Braathens SAFE decided around 1975 that it would retire its Fokker F27s and focus entirely on operating services using jetliners. However, a few of their routes were not sufficiently heavily trafficked to warrant jetliners. An arrangement was reached whereby the three newest F-27s were transferred to Busy Bee, one each in 1975, 1976 and 1977. It also operated flights along the West Coast, connecting airports from Kristiansand Airport, Kjevik in the south to Trondheim Airport, Værnes in the north. From 1977 Busy Bee took over Braathens SAFE's two daily services from Stavanger Airport, Sola via Farsund Airport, Lista to Oslo.

Throughout the 1970s chartered contracts with the Norwegian Armed Forces became an increasing source of revenue for Busy Bee. To accommodate the increasing operations, Air Executive bought a Boeing 737-200 in 1979, named Storebia ("The Big Bee"). The following year the airline resumed it old brand, taking the name Busy Bee of Norway A/S. The aircraft received a new yellow and brown livery with a bee on the vertical stabilizer. The airline received its fourth F27-100 in 1981 and two more in 1983.

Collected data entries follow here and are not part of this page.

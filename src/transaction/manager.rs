//! Transaction manager - decides which transaction a new scope joins.
//!
//! The TransactionManager keeps a stack of live transactions, most recent on
//! top. It handles:
//! - Joining compatible scopes to the current transaction
//! - Starting fresh transactions for `New`/`Suppressed` scopes, or when the
//!   stack is empty
//! - Popping transactions once they dispose
//!
//! One manager serves one logical execution context; see
//! [`TransactionManagerLocator`](super::TransactionManagerLocator).

use std::sync::{Arc, Weak};

use parking_lot::Mutex;

use crate::config::{UnitOfWorkConfig, UnitOfWorkSettings};
use crate::session::UnitOfWork;
use crate::transaction::error::{TransactionError, TransactionResult};
use crate::transaction::isolation::TransactionMode;
use crate::transaction::scope::{Scope, ScopeHandle};
use crate::transaction::types::{ManagerId, TransactionId};
use crate::transaction::unit::Transaction;

/// Transaction manager for one execution context.
///
/// Cheap to clone; clones share the same stack.
pub struct TransactionManager<U: UnitOfWork> {
    inner: Arc<TransactionManagerInner<U>>,
}

struct TransactionManagerInner<U: UnitOfWork> {
    id: ManagerId,
    config: UnitOfWorkConfig<U>,
    /// Live transactions, current one last.
    transactions: Mutex<Vec<Arc<Transaction<U>>>>,
}

impl<U: UnitOfWork> TransactionManagerInner<U> {
    fn remove(&self, tx_id: TransactionId) {
        let removed = {
            let mut transactions = self.transactions.lock();
            let position = transactions.iter().position(|tx| tx.id() == tx_id);
            position.map(|i| transactions.remove(i))
        };
        if removed.is_some() {
            tracing::debug!(manager = %self.id, transaction = %tx_id, "transaction popped");
        }
    }
}

impl<U: UnitOfWork> TransactionManager<U> {
    /// Create a new transaction manager from `config`.
    pub fn new(config: UnitOfWorkConfig<U>) -> Self {
        Self {
            inner: Arc::new(TransactionManagerInner {
                id: ManagerId::generate(),
                config,
                transactions: Mutex::new(Vec::new()),
            }),
        }
    }

    pub fn id(&self) -> ManagerId {
        self.inner.id
    }

    pub fn settings(&self) -> &UnitOfWorkSettings {
        &self.inner.config.settings
    }

    /// Open a scope enlisted with this manager.
    pub fn begin_scope(&self, mode: TransactionMode) -> TransactionResult<Scope> {
        Scope::begin(self, mode)
    }

    /// Enlist `scope` under `mode`.
    ///
    /// Joins the current transaction unless there is none or the mode asks
    /// for a fresh one, in which case a new transaction is started and
    /// pushed. Returns the transaction the scope ended up in.
    pub fn enlist_scope(
        &self,
        scope: &ScopeHandle,
        mode: TransactionMode,
    ) -> TransactionResult<Arc<Transaction<U>>> {
        let current = if mode.requires_new_transaction() {
            None
        } else {
            self.current_transaction()
        };

        let tx = match current {
            Some(tx) => tx,
            None => self.begin_transaction(mode)?,
        };

        if let Err(err) = tx.enlist_scope(scope) {
            // A transaction we just pushed must not linger without scopes.
            if tx.scope_count() == 0 {
                if let Err(dispose_err) = tx.dispose() {
                    tracing::warn!(
                        manager = %self.inner.id,
                        transaction = %tx.id(),
                        error = %dispose_err,
                        "dispose of unused transaction failed"
                    );
                }
            }
            return Err(err);
        }
        Ok(tx)
    }

    fn begin_transaction(&self, mode: TransactionMode) -> TransactionResult<Arc<Transaction<U>>> {
        let config = &self.inner.config;
        let factory = config.session_factory().ok_or_else(|| {
            TransactionError::Configuration(
                "no session factory configured; cannot start a unit of work".to_string(),
            )
        })?;

        let options = config.settings.transaction_options();
        let mut ambient = config.provider().begin(mode.scope_option(), options)?;
        let session = match factory.create() {
            Ok(session) => session,
            Err(err) => {
                if let Err(dispose_err) = ambient.dispose() {
                    tracing::warn!(
                        manager = %self.inner.id,
                        error = %dispose_err,
                        "ambient rollback after session factory failure failed"
                    );
                }
                return Err(err.into());
            }
        };

        let tx = Arc::new(Transaction::new(session, ambient, mode, options));
        let manager: Weak<TransactionManagerInner<U>> = Arc::downgrade(&self.inner);
        tx.on_disposing(move |tx_id| {
            if let Some(manager) = manager.upgrade() {
                manager.remove(tx_id);
            }
        });

        let depth = {
            let mut transactions = self.inner.transactions.lock();
            transactions.push(Arc::clone(&tx));
            transactions.len()
        };
        tracing::debug!(
            manager = %self.inner.id,
            transaction = %tx.id(),
            %mode,
            isolation = %options.isolation,
            depth,
            "transaction pushed"
        );

        Ok(tx)
    }

    /// The transaction on top of the stack.
    pub fn current_transaction(&self) -> Option<Arc<Transaction<U>>> {
        self.inner.transactions.lock().last().cloned()
    }

    /// The session of the current transaction, if any.
    pub fn current_unit_of_work(&self) -> Option<Arc<U>> {
        self.current_transaction().map(|tx| Arc::clone(tx.session()))
    }

    /// Number of live transactions.
    pub fn depth(&self) -> usize {
        self.inner.transactions.lock().len()
    }

    pub fn is_empty(&self) -> bool {
        self.depth() == 0
    }

    /// Roll back and pop every live transaction, most recent first.
    ///
    /// Called when the hosting context ends. Returns the first error
    /// encountered; every transaction is disposed regardless.
    pub fn dispose(&self) -> TransactionResult<()> {
        let transactions: Vec<_> = self.inner.transactions.lock().iter().rev().cloned().collect();
        if !transactions.is_empty() {
            tracing::info!(
                manager = %self.inner.id,
                count = transactions.len(),
                "disposing live transactions"
            );
        }

        let mut first_err = None;
        for tx in transactions {
            if let Err(err) = tx.dispose() {
                first_err.get_or_insert(err);
            }
        }
        first_err.map_or(Ok(()), Err)
    }
}
//! Process-wide unit-of-work settings.

use std::path::Path;
use std::time::Duration;

use serde::{Deserialize, Serialize};

use crate::config::error::{ConfigError, ConfigResult};
use crate::transaction::{IsolationLevel, TransactionOptions};

/// Prefix of the environment variables read by [`UnitOfWorkSettings::from_env`].
pub const ENV_PREFIX: &str = "SCOPETX_";

/// Settings applied to every transaction a manager starts.
#[derive(Debug, Clone, PartialEq, Eq, Serialize, Deserialize)]
#[serde(default, deny_unknown_fields)]
pub struct UnitOfWorkSettings {
    /// Isolation level of new ambient transactions.
    pub default_isolation: IsolationLevel,
    /// Commit scopes that are disposed without an explicit commit.
    pub auto_complete_scope: bool,
    /// Timeout of new ambient transactions, in milliseconds.
    pub default_timeout_ms: Option<u64>,
}

impl Default for UnitOfWorkSettings {
    fn default() -> Self {
        Self {
            default_isolation: IsolationLevel::ReadCommitted,
            auto_complete_scope: false,
            default_timeout_ms: None,
        }
    }
}

impl UnitOfWorkSettings {
    pub fn with_isolation(mut self, isolation: IsolationLevel) -> Self {
        self.default_isolation = isolation;
        self
    }

    pub fn with_auto_complete(mut self, enabled: bool) -> Self {
        self.auto_complete_scope = enabled;
        self
    }

    pub fn with_timeout(mut self, timeout: Duration) -> Self {
        self.default_timeout_ms = Some(u64::try_from(timeout.as_millis()).unwrap_or(u64::MAX));
        self
    }

    /// Options for a new ambient transaction.
    pub fn transaction_options(&self) -> TransactionOptions {
        let options = TransactionOptions::new(self.default_isolation);
        match self.default_timeout_ms {
            Some(ms) => options.with_timeout(Duration::from_millis(ms)),
            None => options,
        }
    }

    /// Parse settings from JSON. Missing fields take their defaults.
    pub fn from_json_str(json: &str) -> ConfigResult<Self> {
        Ok(serde_json::from_str(json)?)
    }

    /// Load settings from a JSON file.
    pub fn from_json_file(path: impl AsRef<Path>) -> ConfigResult<Self> {
        let path = path.as_ref();
        let content = std::fs::read_to_string(path).map_err(|source| ConfigError::Io {
            path: path.to_path_buf(),
            source,
        })?;
        Self::from_json_str(&content)
    }

    /// Defaults overridden by `SCOPETX_DEFAULT_ISOLATION`,
    /// `SCOPETX_AUTO_COMPLETE_SCOPE` and `SCOPETX_DEFAULT_TIMEOUT_MS`.
    pub fn from_env() -> ConfigResult<Self> {
        Self::default().merge_vars(|key| std::env::var(key).ok())
    }

    /// Override fields from a variable lookup (keys carry [`ENV_PREFIX`]).
    pub fn merge_vars<F>(mut self, lookup: F) -> ConfigResult<Self>
    where
        F: Fn(&str) -> Option<String>,
    {
        let var = |name: &str| {
            let key = format!("{ENV_PREFIX}{name}");
            lookup(&key).map(|value| (key, value))
        };

        if let Some((key, value)) = var("DEFAULT_ISOLATION") {
            self.default_isolation = value
                .parse()
                .map_err(|reason| ConfigError::invalid(&key, &value, reason))?;
        }

        if let Some((key, value)) = var("AUTO_COMPLETE_SCOPE") {
            self.auto_complete_scope = match value.trim().to_lowercase().as_str() {
                "1" | "true" | "yes" | "on" => true,
                "0" | "false" | "no" | "off" => false,
                _ => return Err(ConfigError::invalid(&key, &value, "expected a boolean")),
            };
        }

        if let Some((key, value)) = var("DEFAULT_TIMEOUT_MS") {
            let ms = value
                .trim()
                .parse::<u64>()
                .map_err(|e| ConfigError::invalid(&key, &value, e.to_string()))?;
            self.default_timeout_ms = (ms > 0).then_some(ms);
        }

        Ok(self)
    }
}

Busy Bee won a contract to operate several inter-Scandinavian routes for Scandinavian Airlines System from 1982. This were mostly out of Copenhagen Airport to Stavanger, Kristiansand, Göteborg Landvetter Airport and Jönköping Airport, as well as between Oslo and Gothenburg. For instance, the Oslo–Gothenburg route replaced a Douglas DC-9 service which was running at a loss. With smaller capacity and higher frequency, Busy Bee was able to triple patronage within three years and brought profitability to the route. Due to disputes with the labor unions, SAS terminated parts of its contract with Busy Bee in March 1984. Instead they established what would become SAS Commuter. However, delays postponed the route transfer until December.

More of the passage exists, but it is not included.